** EXERCISE DIRECTIONS **
Can you restate the lines of the entries below, word for word, from the first one through the line that includes "pub mod sweep;"?

** Dataset items **
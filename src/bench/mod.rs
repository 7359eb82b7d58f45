//! Benchmark runner.
//!
//! A session measures the bound plugin at three presets (all controls at
//! minimum, at maximum, at default) and optionally sweeps the whole control
//! grid. Each measurement is one untimed warm-up call followed by `n_frames`
//! timed calls:
//!
//! ```text
//!   Idle ─► MinRun ─► MaxRun ─► DefaultRun ─┬─────────────► Done
//!                                           └─► SweepRun ─► Done
//! ```
//!
//! The sweep branch is only taken when `full_test` is set. After the sweep the
//! three preset results are folded into the best/worst trackers too, so best
//! and worst span the presets and every sweep point.

pub mod plan;
pub mod result;
pub mod sweep;

use std::error::Error as StdError;

#[cfg(feature = "serde")]
use serde::{Deserialize, Serialize};
use tracing::{debug, info};

use self::{
    plan::SamplePlan,
    result::{BenchResult, LoadTracker},
    sweep::SweepEngine,
};
use crate::{
    config::BenchConfig,
    error::{BenchError, Result},
    host::{signal::SignalSource, urid::UridMap, PluginHost, Preset},
    timer::Timer,
};

/// Where a session is. Each state names the last run that completed.
#[cfg_attr(feature = "serde", derive(Serialize, Deserialize))]
#[derive(Debug, Clone, Copy, PartialEq, Eq)]
pub enum BenchState {
    Idle,
    MinRun,
    MaxRun,
    DefaultRun,
    SweepRun,
    Done,
}

impl BenchState {
    fn next(self, full_test: bool) -> Self {
        match self {
            BenchState::Idle => BenchState::MinRun,
            BenchState::MinRun => BenchState::MaxRun,
            BenchState::MaxRun => BenchState::DefaultRun,
            BenchState::DefaultRun if full_test => BenchState::SweepRun,
            BenchState::DefaultRun | BenchState::SweepRun | BenchState::Done => BenchState::Done,
        }
    }
}

/// The five named results of a finished session.
#[cfg_attr(feature = "serde", derive(Serialize, Deserialize))]
#[derive(Debug, Clone, PartialEq)]
pub struct Report {
    pub plugin: String,
    pub minimum: BenchResult,
    pub maximum: BenchResult,
    pub default: BenchResult,
    /// Lowest load seen. Only set when the sweep ran.
    pub best: Option<BenchResult>,
    /// Highest load seen. Only set when the sweep ran.
    pub worst: Option<BenchResult>,
}

/// One benchmark session over one bound plugin.
pub struct Bench<H: PluginHost> {
    host: H,
    config: BenchConfig,
    plan: SamplePlan,
    state: BenchState,
    minimum: Option<BenchResult>,
    maximum: Option<BenchResult>,
    default: Option<BenchResult>,
    tracker: LoadTracker,
}

impl<H: PluginHost> Bench<H> {
    pub fn new(host: H, config: BenchConfig) -> Result<Self> {
        config.validate()?;
        let plan = SamplePlan::new(host.control_axes(), config.points_per_axis);

        Ok(Self {
            host,
            config,
            plan,
            state: BenchState::Idle,
            minimum: None,
            maximum: None,
            default: None,
            tracker: LoadTracker::new(),
        })
    }

    /// Bind a host with `make_host` and start a session on it.
    ///
    /// The session creates the URID registry and hands it to `make_host`; the
    /// host keeps it for as long as the plugin is bound. A host error is
    /// returned unchanged inside [`BenchError::Host`].
    pub fn try_new<F, E>(make_host: F, config: BenchConfig) -> Result<Self>
    where
        F: FnOnce(&BenchConfig, UridMap) -> std::result::Result<H, E>,
        E: Into<Box<dyn StdError + Send + Sync>>,
    {
        config.validate()?;
        let host = make_host(&config, UridMap::new()).map_err(BenchError::host)?;
        Self::new(host, config)
    }

    pub fn state(&self) -> BenchState {
        self.state
    }

    pub fn config(&self) -> &BenchConfig {
        &self.config
    }

    pub fn plan(&self) -> &SamplePlan {
        &self.plan
    }

    pub fn host(&self) -> &H {
        &self.host
    }

    pub fn host_mut(&mut self) -> &mut H {
        &mut self.host
    }

    pub fn into_host(self) -> H {
        self.host
    }

    /// Feed one frame from `source` to every audio input. The same frame is
    /// used for the whole session.
    pub fn connect_input<S: SignalSource + ?Sized>(&mut self, source: &mut S) {
        let frame = source.next_frame(self.config.frame_size as usize);
        self.host.connect_input(frame);
    }

    /// Run the whole session and return its report.
    pub fn process<S: SignalSource + ?Sized>(&mut self, source: &mut S) -> Report {
        self.connect_input(source);

        loop {
            self.step();
            if let Some(report) = self.report() {
                return report;
            }
        }
    }

    /// Advance to the next state and perform its run.
    pub fn step(&mut self) -> BenchState {
        let next = self.state.next(self.config.full_test);

        match next {
            BenchState::MinRun => self.minimum = Some(self.run_preset(Preset::Minimum)),
            BenchState::MaxRun => self.maximum = Some(self.run_preset(Preset::Maximum)),
            BenchState::DefaultRun => self.default = Some(self.run_preset(Preset::Default)),
            BenchState::SweepRun => self.run_sweep(),
            BenchState::Idle | BenchState::Done => {}
        }

        self.state = next;
        next
    }

    /// Results, once the session is done.
    pub fn report(&self) -> Option<Report> {
        if self.state != BenchState::Done {
            return None;
        }

        let (best, worst) = if self.config.full_test {
            (self.tracker.best(), self.tracker.worst())
        } else {
            (None, None)
        };

        Some(Report {
            plugin: self.host.uri().to_owned(),
            minimum: self.minimum?,
            maximum: self.maximum?,
            default: self.default?,
            best,
            worst,
        })
    }

    /// Measure the host with its controls as they are now.
    pub fn run_and_calc(&mut self) -> BenchResult {
        measure(&mut self.host, &self.config)
    }

    fn run_preset(&mut self, preset: Preset) -> BenchResult {
        self.host.set_preset(preset);
        let result = self.run_and_calc();
        info!(
            plugin = self.host.uri(),
            preset = preset.label(),
            total = result.total,
            average = result.average,
            load = result.load,
            "preset measured"
        );
        result
    }

    fn run_sweep(&mut self) {
        info!(
            plugin = self.host.uri(),
            axes = self.plan.len(),
            combinations = self.plan.combinations(),
            "starting full sweep"
        );

        let config = &self.config;
        let measurements =
            SweepEngine::new(&self.plan).run(&mut self.host, &mut self.tracker, |host| {
                let result = measure(host, config);
                debug!(load = result.load, "sweep point measured");
                result
            });

        for result in [self.minimum, self.maximum, self.default].into_iter().flatten() {
            self.tracker.observe(result);
        }

        info!(
            plugin = self.host.uri(),
            measurements,
            best = self.tracker.best().map(|r| r.load),
            worst = self.tracker.worst().map(|r| r.load),
            "full sweep done"
        );
    }
}

/// One warm-up call, then `n_frames` timed calls.
fn measure<H: PluginHost + ?Sized>(host: &mut H, config: &BenchConfig) -> BenchResult {
    let frame_size = config.frame_size as usize;

    // First call may allocate or initialise; keep it out of the timing
    host.run(frame_size);

    let timer = Timer::start();
    for _ in 0..config.n_frames {
        host.run(frame_size);
    }
    let total = timer.elapsed();

    BenchResult::from_total(total, config.n_frames, config.frame_size, config.sample_rate)
}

** REPLY TO THE TASK **
filename src/bench/mod.rs
repository 7359eb82b7d58f45
//! Benchmark runner.
//!
//! A session measures the bound plugin at three presets (all controls at
//! minimum, at maximum, at default) and optionally sweeps the whole control
//! grid. Each measurement is one untimed warm-up call followed by `n_frames`
//! timed calls:
//!
//! ```text
//!   Idle ─► MinRun ─► MaxRun ─► DefaultRun ─┬─────────────► Done
//!                                           └─► SweepRun ─► Done
//! ```
//!
//! The sweep branch is only taken when `full_test` is set. After the sweep the
//! three preset results are folded into the best/worst trackers too, so best
//! and worst span the presets and every sweep point.

pub mod plan;
pub mod result;
pub mod sweep;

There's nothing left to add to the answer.